When you need instrumental beds you can use commercially without clearance headaches, Soundraw is built for it. It generates royalty-free tracks you can customize — adjusting length, structure, and energy to fit a video or podcast — and it is aimed squarely at creators who want usable production music rather than a hit single. It offers a free plan with basic features, with downloads gated to paid tiers. The trade-off: it is not a full-song-with-vocals generator, and its tracks are made to support content, not to headline it.
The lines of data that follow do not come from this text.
//! End-to-end use of the facade: known answers, byte formats through the
//! `Serialize` trait and the `PairingEngine` interface

use milagro::prelude::*;
use milagro_internal::{ct_eq, ct_lookup};
use milagro_params::sizes::{COMPRESSED_POINT_SIZE, FP12_SIZE, TWIST_POINT_SIZE, UNCOMPRESSED_POINT_SIZE};
use milagro_tests::vectors::{self, MulVector};
use milagro_tests::{big, random_scalar, seeded_rng};

fn check_weierstrass<C: WeierstrassCurve>(v: &MulVector) {
    let g = WeierstrassPoint::<C>::generator();
    assert_eq!(g.double().get_x(), big(v.double_x), "{}", v.curve);
    let p = g.mul(&big(vectors::SCALAR));
    assert_eq!(p.get_x(), big(v.x), "{}", v.curve);
    assert_eq!(p.get_y(), big(v.y), "{}", v.curve);
}

#[test]
fn test_known_answers_every_shape() {
    check_weierstrass::<Nist256>(&vectors::NIST256);
    check_weierstrass::<Bn254>(&vectors::BN254);

    let g = Ed25519Point::generator();
    assert_eq!(g.double().get_x(), big(vectors::ED25519.double_x));
    let p = g.mul(&big(vectors::SCALAR));
    assert_eq!(p.get_x(), big(vectors::ED25519.x));
    assert_eq!(p.get_y(), big(vectors::ED25519.y));

    let g = Curve25519Point::generator();
    assert_eq!(g.double().get_x(), Some(big(vectors::CURVE25519_DOUBLE_X)));
    assert_eq!(
        g.mul(&big(vectors::SCALAR)).get_x(),
        Some(big(vectors::CURVE25519_X))
    );
}

#[test]
fn test_joint_multiplication_known_answer() {
    let g = Nist256Point::generator();
    let r = Nist256Point::mul2(&g, &big(vectors::SCALAR), &g.double(), &big(vectors::SCALAR2));
    assert_eq!(r.get_x(), big(vectors::NIST256_MUL2.0));
    assert_eq!(r.get_y(), big(vectors::NIST256_MUL2.1));
}

#[test]
fn test_compressed_generator_encoding() {
    let g = Nist256Point::generator();
    assert_eq!(hex::encode(g.to_bytes(true)), vectors::NIST256_G_COMPRESSED);

    let bytes = hex::decode(vectors::NIST256_G_COMPRESSED).unwrap();
    assert_eq!(Nist256Point::from_bytes(&bytes).unwrap(), g);
}

#[test]
fn test_serialize_trait_round_trips() {
    let mut rng = seeded_rng(7);

    let p = Nist256Point::generator().mul(&random_scalar::<Nist256>(&mut rng));
    let bytes = Serialize::to_bytes(&p);
    assert_eq!(bytes.len(), UNCOMPRESSED_POINT_SIZE);
    assert_eq!(<Nist256Point as Serialize>::from_bytes(&bytes).unwrap(), p);

    let p = Ed25519Point::generator().mul(&random_scalar::<Ed25519>(&mut rng));
    let bytes = Serialize::to_bytes(&p);
    assert_eq!(<Ed25519Point as Serialize>::from_bytes(&bytes).unwrap(), p);

    let p = Curve25519Point::generator().mul(&random_scalar::<Curve25519>(&mut rng));
    let bytes = Serialize::to_bytes(&p);
    assert_eq!(bytes.len(), COMPRESSED_POINT_SIZE);
    assert_eq!(<Curve25519Point as Serialize>::from_bytes(&bytes).unwrap(), p);

    let q = Bn254G2::generator().mul(&random_scalar::<Bn254>(&mut rng));
    let bytes = Serialize::to_bytes(&q);
    assert_eq!(bytes.len(), TWIST_POINT_SIZE);
    assert_eq!(<Bn254G2 as Serialize>::from_bytes(&bytes).unwrap(), q);

    let e = Bn254Pairing::pairing(&q, &Bn254G1::generator()).unwrap();
    let bytes = Serialize::to_bytes(&e);
    assert_eq!(bytes.len(), FP12_SIZE);
    assert_eq!(<Bn254Gt as Serialize>::from_bytes(&bytes).unwrap(), e);
}

#[test]
fn test_serialize_trait_reports_api_errors() {
    let g = Nist256Point::generator();
    let mut bytes = Serialize::to_bytes(&g);

    assert!(matches!(
        <Nist256Point as Serialize>::from_bytes(&bytes[..40]),
        Err(Error::InvalidLength { .. })
    ));

    bytes[64] ^= 1;
    assert!(matches!(
        <Nist256Point as Serialize>::from_bytes(&bytes),
        Err(Error::InvalidPoint { .. })
    ));

    bytes[0] = 0x07;
    assert!(matches!(
        <Nist256Point as Serialize>::from_bytes(&bytes),
        Err(Error::InvalidEncoding { .. })
    ));

    assert!(matches!(
        <Bn254Gt as Serialize>::from_bytes(&[0xff; FP12_SIZE]),
        Err(Error::InvalidEncoding { .. })
    ));
}

#[test]
fn test_pairing_engine_known_answer() {
    let e = Bn254Pairing::pairing(&Bn254G2::generator(), &Bn254G1::generator()).unwrap();
    assert_eq!(hex::encode(e.to_bytes()), vectors::BN254_E_G2_G1.concat());
    assert!(Bn254Pairing::gt_member(&e));
}

#[test]
fn test_pairing_engine_rejects_infinity() {
    let r = Bn254Pairing::pairing(&Bn254G2::infinity(), &Bn254G1::generator());
    assert!(matches!(r, Err(Error::DegeneratePairing { .. })));
    let r = Bn254Pairing::double_pairing(
        &Bn254G2::generator(),
        &Bn254G1::generator(),
        &Bn254G2::generator(),
        &Bn254G1::infinity(),
    );
    assert!(matches!(r, Err(Error::DegeneratePairing { .. })));
}

/// Three-party one-round key agreement: every party derives
/// `e(G2, G1)^(abc)` from the other two parties' public values
#[test]
fn test_tripartite_agreement() {
    let mut rng = seeded_rng(3);
    let (a, b, c) = (
        random_scalar::<Bn254>(&mut rng),
        random_scalar::<Bn254>(&mut rng),
        random_scalar::<Bn254>(&mut rng),
    );
    let g1 = Bn254G1::generator();
    let g2 = Bn254G2::generator();

    let (a1, a2) = (Bn254Pairing::g1_mul(&g1, &a), Bn254Pairing::g2_mul(&g2, &a));
    let (b1, b2) = (Bn254Pairing::g1_mul(&g1, &b), Bn254Pairing::g2_mul(&g2, &b));
    let (c1, c2) = (Bn254Pairing::g1_mul(&g1, &c), Bn254Pairing::g2_mul(&g2, &c));

    let ka = Bn254Pairing::gt_pow(&Bn254Pairing::pairing(&b2, &c1).unwrap(), &a);
    let kb = Bn254Pairing::gt_pow(&Bn254Pairing::pairing(&c2, &a1).unwrap(), &b);
    let kc = Bn254Pairing::gt_pow(&Bn254Pairing::pairing(&a2, &b1).unwrap(), &c);
    assert_eq!(ka, kb);
    assert_eq!(kb, kc);
}

#[test]
fn test_constant_time_helpers() {
    let a = Nist256Point::generator().to_bytes(true);
    let b = Nist256Point::generator().double().to_bytes(true);
    assert!(ct_eq(a.as_ref(), a.as_ref()));
    assert!(!ct_eq(a.as_ref(), b.as_ref()));

    let table = [Bn254G1::infinity(), Bn254G1::generator(), Bn254G1::generator().double()];
    assert_eq!(ct_lookup(&table, 2), table[2]);
    assert!(bool::from(ct_lookup(&table, 0).is_infinity()));
}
Choose Soundraw when you want editable, royalty-free instrumental music for your own projects.

Best for Classical and Cinematic Scoring: AIVA

When the brief is orchestral — a film score, a trailer cue, cinematic or classical arrangement — AIVA is the specialist. It has been developing since 2016 and is trained on classical and cinematic music theory, producing orchestral arrangements with a structural sophistication that song-first tools like Suno don't target. The free tier allows 3 downloads a month; paid plans start at $16.99/month with unlimited downloads. The trade-off: it is narrower than the general-purpose song generators and less suited to contemporary vocal pop. Choose AIVA when you need cinematic, orchestral, or score-style music done properly.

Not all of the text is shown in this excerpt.